The Abe administration aims to cap increases in spending as it tries to rein in the world’s heaviest debt load while sustaining a recovery from two decades of stagnation.
Spending growth over the next three fiscal years should be limited to a total of 1.6 trillion yen ($13 billion), excluding debt payments and grants to local governments, the same amount as the past three years, according to a draft plan released on Monday. The Japanese government also seeks to cut the deficit to 1 percent of gross domestic product, excluding interest payments, by the year starting in April 2018 and reach a surplus in fiscal 2020.
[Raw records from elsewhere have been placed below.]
//! SSE 流生成器
//!
//! 将 `CanonicalStreamEvent` 转换为不同前端协议的 SSE 格式。
//!
//! # 支持的格式
//!
//! - OpenAI SSE (data: {...})
//! - Anthropic SSE (event: xxx\ndata: {...})

pub mod anthropic_sse;
pub mod openai_sse;

pub use anthropic_sse::AnthropicSseGenerator;
pub use openai_sse::OpenAiSseGenerator;
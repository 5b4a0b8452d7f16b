//! 数据模型
//!
//! - `canonical`: 规范化请求
//! - `openai` / `anthropic`: 两种前端协议
//! - `codewhisperer`: Amazon Q 后端请求
//! - `account`: 后端账号与访问令牌

pub mod account;
pub mod anthropic;
pub mod canonical;
pub mod codewhisperer;
pub mod openai;

pub use account::{AccountCredentials, AccountIdentity, AccountStatus, CachedToken, UsageCounters};
pub use canonical::{CanonicalMessage, CanonicalRequest, ContentBlock, ImageSource, Role, Tool};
Securing investor confidence in the nation’s finances is crucial to keep bond yields in check as Prime Minister Shinzo Abe tries to revive the economy and the central bank buys record amounts of debt to spur inflation. While a cap on spending is a step toward fiscal consolidation, the government has yet to put forward a realistic road map to achieving a primary balance surplus by fiscal 2020, according to Hidenori Suezawa, an analyst at at SMBC Nikko Securities Inc.
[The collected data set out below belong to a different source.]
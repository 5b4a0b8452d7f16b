//! 规范化流事件
//!
//! 事件翻译器 (`stream::translator`) 输出 `CanonicalStreamEvent`，
//! 生成器 (`stream::generators`) 和非流式聚合器 (`stream::aggregate`)
//! 消费它生成客户端格式。
//!
//! 每条流以且仅以一个 `Stop` 事件结束，失败时为 `StopReason::Error`。

use serde::{Deserialize, Serialize};

/// 规范化流事件
#[derive(Debug, Clone, PartialEq, Serialize, Deserialize)]
#[serde(tag = "type", rename_all = "snake_case")]
pub enum CanonicalStreamEvent {
    /// 文本增量
    TextDelta { text: String },

    /// 工具调用开始
    ToolCallStart { id: String, name: String },

    /// 工具调用参数增量（部分 JSON，只有 `ToolCallEnd` 之后拼接结果才保证完整）
    ToolCallArgsDelta { id: String, fragment: String },

    /// 工具调用结束，`arguments` 为按到达顺序拼接的全部参数片段
    ToolCallEnd { id: String, arguments: String },

    /// Token 使用量，`estimated` 表示后端没有返回权威值
    UsageUpdate {
        input_tokens: u32,
        output_tokens: u32,
        estimated: bool,
    },

    /// 流结束
    Stop { reason: StopReason },
}

impl CanonicalStreamEvent {
    pub fn is_stop(&self) -> bool {
        matches!(self, CanonicalStreamEvent::Stop { .. })
    }
}

/// 流失败的分类
#[derive(Debug, Clone, Copy, PartialEq, Eq, Serialize, Deserialize)]
#[serde(rename_all = "snake_case")]
pub enum StreamErrorKind {
    /// 事件流校验失败或帧截断
    DecodeCorruption,
    /// 上游在流中返回异常帧
    Upstream,
    /// 读取上游字节失败
    Transport,
    /// 上游空闲超时
    IdleTimeout,
}

impl StreamErrorKind {
    pub fn as_str(&self) -> &'static str {
        match self {
            StreamErrorKind::DecodeCorruption => "decode_error",
            StreamErrorKind::Upstream => "upstream_error",
            StreamErrorKind::Transport => "upstream_error",
            StreamErrorKind::IdleTimeout => "timeout_error",
        }
    }
}

/// 停止原因
#[derive(Debug, Clone, PartialEq, Eq, Serialize, Deserialize)]
#[serde(tag = "kind", rename_all = "snake_case")]
pub enum StopReason {
    /// 正常结束
    EndTurn,
    /// 达到最大 token 数
    MaxTokens,
    /// 需要工具调用
    ToolUse,
    /// 命中停止序列
    StopSequence,
    /// 其他原因（原样透传）
    Other { value: String },
    /// 流处理失败
    Error {
        error_kind: StreamErrorKind,
        message: String,
    },
}

impl Default for StopReason {
    fn default() -> Self {
        Self::EndTurn
    }
}

impl StopReason {
    /// 从后端返回的字符串解析停止原因
    ///
    /// 只有与 Claude 词汇完全一致的值才映射为具体变体，其余原样保存在 `Other` 中，
    /// Anthropic 响应中的 `stop_reason` 因此不会被改写。
    pub fn parse(s: &str) -> Self {
        match s {
            "end_turn" => Self::EndTurn,
            "max_tokens" => Self::MaxTokens,
            "tool_use" => Self::ToolUse,
            "stop_sequence" => Self::StopSequence,
            _ => Self::Other {
                value: s.to_string(),
            },
        }
    }

    pub fn error(error_kind: StreamErrorKind, message: impl Into<String>) -> Self {
        Self::Error {
            error_kind,
            message: message.into(),
        }
    }

    pub fn is_error(&self) -> bool {
        matches!(self, Self::Error { .. })
    }

    /// 转换为 OpenAI `finish_reason`
    pub fn to_openai_str(&self) -> &str {
        match self {
            Self::EndTurn => "stop",
            Self::MaxTokens => "length",
            Self::ToolUse => "tool_calls",
            Self::StopSequence => "stop",
            Self::Other { value } => match value.as_str() {
                "length" => "length",
                "tool_calls" => "tool_calls",
                _ => "stop",
            },
            Self::Error { .. } => "error",
        }
    }

    /// 转换为 Anthropic `stop_reason`
    pub fn to_anthropic_str(&self) -> &str {
        match self {
            Self::EndTurn => "end_turn",
            Self::MaxTokens => "max_tokens",
            Self::ToolUse => "tool_use",
            Self::StopSequence => "stop_sequence",
            Self::Other { value } => value,
            Self::Error { .. } => "error",
        }
    }
}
According to the information released Monday, the government aims over the longer term to lower its debt as a proportion of GDP. The International Monetary Fund projects this will rise to 247 percent next year.
Moody’s Investors Service cut its credit rating on Japan last December, citing uncertainty over whether the country will achieve deficit-reduction goals and succeed in boosting growth.
Controling social welfare outlays is vital for the government to consolidate its finances as this expenditure accounts for about one third of the national budget.
Social welfare spending over the past three years grew by about 1.5 trillion yen, and the government will try to limit any acceleration in this trend through fiscal 2018, while also considering economic and price conditions, it said.